Posted : 15/11/2012 11:11 pm
BrionTomberlin
Posts: 1675
Member
Topic starter
 

Jim's big knives cut very well. Of course having arms like that helps, and years of experience.

I was just wondering for everyone reading this topic. What are your favorite steels for these type of knives? and why? I know that we have already had some choices such as Ray's and Bob's 52100 or Adam's W-2, but I would like to hear from some others. As I said I prefer 9260 or 5160H with a drawn spine. They are tough, forge fairly well, and I know the heat treat by heart. Bill Moran liked 9260 also from what I have heard. So what do you use?

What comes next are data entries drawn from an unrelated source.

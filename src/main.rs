//! # tgspyder CLI
//!
//! Command-line interface for the tgspyder library.

use std::process;

use clap::{CommandFactory, Parser as ClapParser};
use tracing_subscriber::EnvFilter;

use tgspyder::SpyderError;
use tgspyder::cli::Args;
use tgspyder::client::{SnapshotClient, TelegramApi};
use tgspyder::config::SpyderConfig;
use tgspyder::core::{
    CrawlReport, OutputLayout, UserLookup, UserReport, crawl_history, enumerate_members,
    lookup_user, resolve_sticker_pack, resolve_target,
};
use tgspyder::message::Entity;
use tgspyder::progress::stderr_progress;

const DEFAULT_FILTER: &str = "warn,tgspyder=info";
const VERBOSE_FILTER: &str = "info,tgspyder=debug";

fn main() {
    let args = <Args as ClapParser>::parse();
    init_tracing(args.verbose);

    if !args.has_work() {
        let _ = Args::command().print_help();
        process::exit(2);
    }

    match run(&args) {
        Ok(0) => println!("✅ Done."),
        Ok(failed) => {
            eprintln!("❌ {failed} operation(s) failed");
            process::exit(1);
        }
        Err(e) => {
            eprintln!("❌ Error: {}", e);
            process::exit(1);
        }
    }
}

fn init_tracing(verbose: bool) {
    let filter = if verbose {
        EnvFilter::new(VERBOSE_FILTER)
    } else {
        EnvFilter::try_from_default_env().unwrap_or_else(|_| EnvFilter::new(DEFAULT_FILTER))
    };
    tracing_subscriber::fmt()
        .with_env_filter(filter)
        .with_writer(std::io::stderr)
        .with_target(false)
        .init();
}

/// Runs every requested operation and returns how many failed.
fn run(args: &Args) -> Result<usize, SpyderError> {
    let config = args.resolve_config()?;
    let snapshot_dir = config.snapshot_dir.clone().ok_or_else(|| {
        SpyderError::Unexpected(
            "no data source: pass --snapshot <DIR> or set snapshot_dir in the config file".into(),
        )
    })?;
    let client = SnapshotClient::open(&snapshot_dir)?;
    let layout = OutputLayout::from_config(&config);

    print_header(&config, client.name());

    let mut failed = 0;

    if let Some(identifier) = &args.user_lookup {
        failed += report(run_user_lookup(&client, identifier));
    }

    if let Some(pack) = &args.sticker_pack {
        failed += report(run_sticker_pack(&client, pack));
    }

    if let Some(target) = &args.target {
        println!("🎯 Resolving target {target}...");
        match resolve_target(&client, target) {
            Ok(entity) => {
                println!("   Resolved {} '{}' (id {})", entity.kind, entity.output_name(), entity.id);
                failed += run_target(&client, &entity, &layout, args);
            }
            Err(e) => failed += report::<()>(Err(e)),
        }
    }

    Ok(failed)
}

fn print_header(config: &SpyderConfig, source: &str) {
    println!("🕷️  tgspyder v{}", env!("CARGO_PKG_VERSION"));
    println!("━━━━━━━━━━━━━━━━━━━━━━━━━━━━━━━━━━");
    if let Some(dir) = &config.snapshot_dir {
        println!("📂 Source:  {} ({})", source, dir.display());
    }
    println!("💾 Output:  {}", config.output_root.display());
    println!();
}

/// Prints a failed operation and counts it.
fn report<T>(result: Result<T, SpyderError>) -> usize {
    match result {
        Ok(_) => 0,
        Err(e) => {
            eprintln!("❌ {}", e);
            1
        }
    }
}

fn run_user_lookup(client: &dyn TelegramApi, identifier: &str) -> Result<(), SpyderError> {
    println!("🧍 Looking up user {identifier}...");
    match lookup_user(client, identifier)? {
        UserLookup::Found(user) => {
            println!("👤 User Lookup Result");
            println!("{}", UserReport(&user));
        }
        UserLookup::NotAUser(entity) => {
            println!("⚠️  '{identifier}' resolved but is not a user ({}).", entity.kind);
        }
    }
    println!();
    Ok(())
}

fn run_sticker_pack(client: &dyn TelegramApi, pack: &str) -> Result<(), SpyderError> {
    let report = resolve_sticker_pack(client, pack)?;
    println!("🎭 Resolved sticker pack input '{}' -> {}", report.input, report.short_name);
    println!("{report}");
    println!();
    Ok(())
}

/// Runs the target operations in order, each isolated. Returns the failures.
fn run_target(client: &dyn TelegramApi, entity: &Entity, layout: &OutputLayout, args: &Args) -> usize {
    let mut failed = 0;
    let name = layout.file_name_part(&entity.output_name());

    if args.members {
        let progress = stderr_progress("📋 Members");
        let result = enumerate_members(client, entity, layout, &progress);
        eprintln!();
        if let Ok(summary) = &result {
            println!("💾 Saved {} to '{}' ({} rows)", summary.artifact, summary.path.display(), summary.rows);
        }
        failed += report(result);
    }

    let options = args.crawl_options();
    if options.is_active() {
        let progress = stderr_progress(format!("💬 Crawling {name}"));
        let result = crawl_history(client, entity, layout, options, &progress);
        eprintln!();
        match result {
            Ok(crawl) => failed += print_crawl(&crawl),
            Err(e) => failed += report::<()>(Err(e)),
        }
    }

    if !args.members && !options.is_active() {
        println!("ℹ️  Nothing to do for the target: pass --members, --chats or --crawl-invites");
    }

    failed
}

fn print_crawl(report: &CrawlReport) -> usize {
    for file in report.files() {
        println!("💾 Saved {} to '{}' ({} rows)", file.artifact, file.path.display(), file.rows);
    }
    println!(
        "   {} messages seen, {} invite links found",
        report.messages_seen, report.invites_found
    );
    match &report.failure {
        Some(failure) => {
            eprintln!("❌ Crawl aborted after {} messages: {}", report.messages_seen, failure);
            1
        }
        None => 0,
    }
}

I would also like to hear more on handle design from our members. How has your handle evolved?

Just some thoughts.

Brion

Brion Tomberlin

Anvil Top Custom Knives

ABS Mastersmith

 
Posted : 16/11/2012 10:08 pm
Posts: 775
Noble Member Apprentice Bladesmith
 

I am in the process of making one at this time and am using W2 for the blade.

The biggest problem that I had with my previous handle was that it wanted to slide forward during the 2x4 chop so I am giving it a bit of a hawk's bill on the end and a palm swell. I am using horsestall mat and a beefy stick tang.

Gary

 
Posted : 17/11/2012 12:23 am
Posts: 775
Noble Member Apprentice Bladesmith
 

Here's a blade that I just H/T'ed and I would appreciate your comments. This is W2 that was normalized three times, soaked at 1475 for ten minutes and quenched in preheated Park's 50. I am currently tempering it at 425 (which I will repeat for three two hour sessions) and plan to draw the spine back with a torch.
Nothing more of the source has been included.